Segment Open

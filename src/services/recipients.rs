// SPDX-License-Identifier: MIT
// Copyright 2026 Roland Dreier <roland@rolandd.dev>

//! Recipient selection for push notifications.

use crate::db::FirestoreDb;
use crate::error::AppError;
use crate::models::User;
use std::collections::HashSet;

/// Which slice of the user base a notification targets.
#[derive(Debug, Clone, Copy, PartialEq, Eq)]
pub enum Audience {
    /// All approved, non-disabled users.
    Approved,
    /// All users with the owner role (approval not required).
    Owners,
}

/// Per-event notification category, each with its own opt-out flag on the
/// user document.
#[derive(Debug, Clone, Copy, PartialEq, Eq)]
pub enum NotificationCategory {
    NewRides,
    RideChanges,
    BoardPosts,
}

/// Result of a recipient query.
#[derive(Debug)]
pub struct RecipientSelection {
    /// Deduplicated push tokens across all selected users. A token is a
    /// delivery address, not a per-user counter.
    pub tokens: Vec<String>,
    /// Number of user documents examined.
    pub considered_users: usize,
}

/// Read-only directory of push-eligible users.
#[derive(Clone)]
pub struct RecipientDirectory {
    db: FirestoreDb,
}

impl RecipientDirectory {
    pub fn new(db: FirestoreDb) -> Self {
        Self { db }
    }

    /// Select push tokens for an audience, honoring opt-out flags.
    pub async fn select_recipients(
        &self,
        audience: Audience,
        category: Option<NotificationCategory>,
    ) -> Result<RecipientSelection, AppError> {
        let users = self.db.list_users().await?;
        let considered_users = users.len();

        let mut seen = HashSet::new();
        let mut tokens = Vec::new();
        for user in &users {
            if !is_eligible(user, audience, category) {
                continue;
            }
            for token in &user.expo_push_tokens {
                if !token.is_empty() && seen.insert(token.clone()) {
                    tokens.push(token.clone());
                }
            }
        }

        tracing::debug!(
            considered = considered_users,
            tokens = tokens.len(),
            "Selected push recipients"
        );

        Ok(RecipientSelection {
            tokens,
            considered_users,
        })
    }
}

/// Eligibility predicate for one user.
pub fn is_eligible(
    user: &User,
    audience: Audience,
    category: Option<NotificationCategory>,
) -> bool {
    match audience {
        Audience::Approved => {
            if !user.is_approved() {
                return false;
            }
        }
        Audience::Owners => {
            if !user.is_owner() {
                return false;
            }
        }
    }

    if user.is_disabled() || user.notifications_disabled == Some(true) {
        return false;
    }

    let opted_out = match category {
        Some(NotificationCategory::NewRides) => user.notifications_disabled_for_new_rides,
        Some(NotificationCategory::RideChanges) => user.notifications_disabled_for_ride_changes,
        Some(NotificationCategory::BoardPosts) => user.notifications_disabled_for_board_posts,
        None => None,
    };

    opted_out != Some(true)
}

#[cfg(test)]
mod tests {
    use super::*;
    use crate::models::UserRole;

    fn approved_user() -> User {
        User {
            approved: Some(true),
            expo_push_tokens: vec!["tok".to_string()],
            ..User::default()
        }
    }

    #[test]
    fn test_approved_audience_requires_approval() {
        let mut user = approved_user();
        assert!(is_eligible(&user, Audience::Approved, None));

        user.approved = Some(false);
        assert!(!is_eligible(&user, Audience::Approved, None));

        user.approved = None;
        assert!(!is_eligible(&user, Audience::Approved, None));
    }

    #[test]
    fn test_disabled_user_excluded() {
        let mut user = approved_user();
        user.disabled = Some(true);
        assert!(!is_eligible(&user, Audience::Approved, None));
    }

    #[test]
    fn test_global_opt_out_excluded() {
        let mut user = approved_user();
        user.notifications_disabled = Some(true);
        assert!(!is_eligible(&user, Audience::Approved, None));
    }

    #[test]
    fn test_category_opt_out_only_applies_to_its_category() {
        let mut user = approved_user();
        user.notifications_disabled_for_new_rides = Some(true);

        assert!(!is_eligible(
            &user,
            Audience::Approved,
            Some(NotificationCategory::NewRides)
        ));
        assert!(is_eligible(
            &user,
            Audience::Approved,
            Some(NotificationCategory::BoardPosts)
        ));
        assert!(is_eligible(&user, Audience::Approved, None));
    }

    #[test]
    fn test_owners_audience_does_not_require_approval() {
        let user = User {
            role: Some(UserRole::Owner),
            approved: None,
            ..User::default()
        };
        assert!(is_eligible(&user, Audience::Owners, None));

        let member = approved_user();
        assert!(!is_eligible(&member, Audience::Owners, None));
    }
}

Segment Closed

_What is being asked:_
Your answer must be the full listing, restated word for word.

_Completed task:_
filename src/services/recipients.rs
// SPDX-License-Identifier: MIT
// Copyright 2026 Roland Dreier <roland@rolandd.dev>

//! Recipient selection for push notifications.

use crate::db::FirestoreDb;
use crate::error::AppError;
use crate::models::User;
use std::collections::HashSet;

/// Which slice of the user base a notification targets.
#[derive(Debug, Clone, Copy, PartialEq, Eq)]
pub enum Audience {
    /// All approved, non-disabled users.
    Approved,
    /// All users with the owner role (approval not required).
    Owners,
}

/// Per-event notification category, each with its own opt-out flag on the
/// user document.
#[derive(Debug, Clone, Copy, PartialEq, Eq)]
pub enum NotificationCategory {
    NewRides,
    RideChanges,
    BoardPosts,
}

/// Result of a recipient query.
#[derive(Debug)]
pub struct RecipientSelection {
    /// Deduplicated push tokens across all selected users. A token is a
    /// delivery address, not a per-user counter.
    pub tokens: Vec<String>,
    /// Number of user documents examined.
    pub considered_users: usize,
}

/// Read-only directory of push-eligible users.
#[derive(Clone)]
pub struct RecipientDirectory {
    db: FirestoreDb,
}

impl RecipientDirectory {
    pub fn new(db: FirestoreDb) -> Self {
        Self { db }
    }

    /// Select push tokens for an audience, honoring opt-out flags.
    pub async fn select_recipients(
        &self,
        audience: Audience,
        category: Option<NotificationCategory>,
    ) -> Result<RecipientSelection, AppError> {
        let users = self.db.list_users().await?;
        let considered_users = users.len();

        let mut seen = HashSet::new();
        let mut tokens = Vec::new();
        for user in &users {
            if !is_eligible(user, audience, category) {
                continue;
            }
            for token in &user.expo_push_tokens {
                if !token.is_empty() && seen.insert(token.clone()) {
                    tokens.push(token.clone());
                }
            }
        }

        tracing::debug!(
            considered = considered_users,
            tokens = tokens.len(),
            "Selected push recipients"
        );

        Ok(RecipientSelection {
            tokens,
            considered_users,
        })
    }
}

/// Eligibility predicate for one user.
pub fn is_eligible(
    user: &User,
    audience: Audience,
    category: Option<NotificationCategory>,
) -> bool {
    match audience {
        Audience::Approved => {
            if !user.is_approved() {
                return false;
            }
        }
        Audience::Owners => {
            if !user.is_owner() {
                return false;
            }
        }
    }

    if user.is_disabled() || user.notifications_disabled == Some(true) {
        return false;
    }

    let opted_out = match category {
        Some(NotificationCategory::NewRides) => user.notifications_disabled_for_new_rides,
        Some(NotificationCategory::RideChanges) => user.notifications_disabled_for_ride_changes,
        Some(NotificationCategory::BoardPosts) => user.notifications_disabled_for_board_posts,
        None => None,
    };

    opted_out != Some(true)
}

#[cfg(test)]
mod tests {
    use super::*;
    use crate::models::UserRole;

    fn approved_user() -> User {
        User {
            approved: Some(true),
            expo_push_tokens: vec!["tok".to_string()],
            ..User::default()
        }
    }

    #[test]
    fn test_approved_audience_requires_approval() {
        let mut user = approved_user();
        assert!(is_eligible(&user, Audience::Approved, None));

        user.approved = Some(false);
        assert!(!is_eligible(&user, Audience::Approved, None));

        user.approved = None;
        assert!(!is_eligible(&user, Audience::Approved, None));
    }

    #[test]
    fn test_disabled_user_excluded() {
        let mut user = approved_user();
        user.disabled = Some(true);
        assert!(!is_eligible(&user, Audience::Approved, None));
    }

    #[test]
    fn test_global_opt_out_excluded() {
        let mut user = approved_user();
        user.notifications_disabled = Some(true);
        assert!(!is_eligible(&user, Audience::Approved, None));
    }

    #[test]
    fn test_category_opt_out_only_applies_to_its_category() {
        let mut user = approved_user();
        user.notifications_disabled_for_new_rides = Some(true);

        assert!(!is_eligible(
            &user,
            Audience::Approved,
            Some(NotificationCategory::NewRides)
        ));
        assert!(is_eligible(
            &user,
            Audience::Approved,
            Some(NotificationCategory::BoardPosts)
        ));
        assert!(is_eligible(&user, Audience::Approved, None));
    }

    #[test]
    fn test_owners_audience_does_not_require_approval() {
        let user = User {
            role: Some(UserRole::Owner),
            approved: None,
            ..User::default()
        };
        assert!(is_eligible(&user, Audience::Owners, None));

        let member = approved_user();
        assert!(!is_eligible(&member, Audience::Owners, None));
    }
}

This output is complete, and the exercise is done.